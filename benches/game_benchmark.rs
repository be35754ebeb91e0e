//! Performance benchmarks for the drive simulation engine
//!
//! Measures full-game execution with Criterion.rs in two modes:
//!
//! 1. **Fresh** - generate a bank and start a new engine each iteration
//! 2. **Snapshot** - clone a prepared engine each iteration
//!
//! Games are played by a seeded RandomController against the auto caller.

use criterion::{black_box, criterion_group, criterion_main, BenchmarkId, Criterion};
use gridiron_sim::{
    bank::generate_bank,
    config::GamePolicy,
    core::{Matchup, Team},
    game::{GameEngine, GameLoop, RandomController, VerbosityLevel},
    Result,
};
use stats_alloc::{Region, StatsAlloc, INSTRUMENTED_SYSTEM};
use std::alloc::System;
use std::time::Duration;

#[global_allocator]
static GLOBAL: &StatsAlloc<System> = &INSTRUMENTED_SYSTEM;

const BUCKET_SIZE: usize = 24;

/// Metrics collected during game execution
#[derive(Debug, Clone)]
struct GameMetrics {
    drives: usize,
    plays: usize,
    duration: Duration,
    /// Bytes allocated during game execution
    bytes_allocated: usize,
    /// Bytes deallocated during game execution
    bytes_deallocated: usize,
}

impl GameMetrics {
    fn games_per_sec(&self) -> f64 {
        1.0 / self.duration.as_secs_f64()
    }

    fn plays_per_sec(&self) -> f64 {
        self.plays as f64 / self.duration.as_secs_f64()
    }

    fn net_bytes_allocated(&self) -> i64 {
        self.bytes_allocated as i64 - self.bytes_deallocated as i64
    }

    fn bytes_per_play(&self) -> f64 {
        if self.plays == 0 {
            0.0
        } else {
            self.bytes_allocated as f64 / self.plays as f64
        }
    }
}

fn matchup() -> Matchup {
    Matchup::new(Team::new(1, "Home"), Team::new(2, "Away"))
}

fn new_engine(seed: u64) -> Result<GameEngine> {
    let matchup = matchup();
    let bank = generate_bank(&matchup, seed, BUCKET_SIZE);
    let mut engine = GameEngine::start(bank, matchup, GamePolicy::default())?;
    engine.logger.set_verbosity(VerbosityLevel::Silent);
    Ok(engine)
}

/// Run a single game and collect metrics
fn run_game_with_metrics(seed: u64) -> Result<GameMetrics> {
    let reg = Region::new(GLOBAL);
    let start = std::time::Instant::now();

    let mut engine = new_engine(seed)?;
    let mut controller = RandomController::with_seed(seed);
    let result = GameLoop::new(&mut engine).run_game(&mut controller)?;

    let duration = start.elapsed();
    let stats = reg.change();

    Ok(GameMetrics {
        drives: result.drives_played,
        plays: result.plays_played,
        duration,
        bytes_allocated: stats.bytes_allocated,
        bytes_deallocated: stats.bytes_deallocated,
    })
}

/// Benchmark: Fresh mode - build a new engine each iteration
fn bench_game_fresh(c: &mut Criterion) {
    let mut group = c.benchmark_group("game_execution");
    group.measurement_time(Duration::from_secs(10));

    let seed = 42u64;
    {
        println!("\nWarmup game (seed {}):", seed);
        if let Ok(metrics) = run_game_with_metrics(seed) {
            println!("  Drives: {}", metrics.drives);
            println!("  Plays: {}", metrics.plays);
            println!("  Duration: {:?}", metrics.duration);
            println!("  Games/sec: {:.2}", metrics.games_per_sec());
            println!("  Plays/sec: {:.2}", metrics.plays_per_sec());
            println!("  Bytes allocated: {}", metrics.bytes_allocated);
            println!("  Net bytes: {}", metrics.net_bytes_allocated());
            println!("  Bytes/play: {:.2}", metrics.bytes_per_play());
        }

        group.bench_with_input(BenchmarkId::new("fresh", seed), &seed, |b, &seed| {
            b.iter(|| run_game_with_metrics(black_box(seed)).expect("Game should complete"));
        });
    }

    group.finish();
}

/// Benchmark: Snapshot mode - clone a prepared engine each iteration
fn bench_game_snapshot(c: &mut Criterion) {
    let mut group = c.benchmark_group("game_execution");
    group.measurement_time(Duration::from_secs(10));

    let seed = 42u64;
    let initial = new_engine(seed).expect("Failed to start engine");

    group.bench_function(BenchmarkId::new("snapshot", seed), |b| {
        b.iter(|| {
            let mut engine = initial.clone();
            let mut controller = RandomController::with_seed(seed);
            GameLoop::new(&mut engine)
                .run_game(&mut controller)
                .expect("Game should complete")
        });
    });

    group.finish();
}

criterion_group!(benches, bench_game_fresh, bench_game_snapshot);
criterion_main!(benches);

------------------------------------------------

### YOUR ASSIGNMENT
In the material above, show every line where the word "VerbosityLevel" turns up.

### WRITTEN ANSWER
    game::{GameEngine, GameLoop, RandomController, VerbosityLevel},
    engine.logger.set_verbosity(VerbosityLevel::Silent);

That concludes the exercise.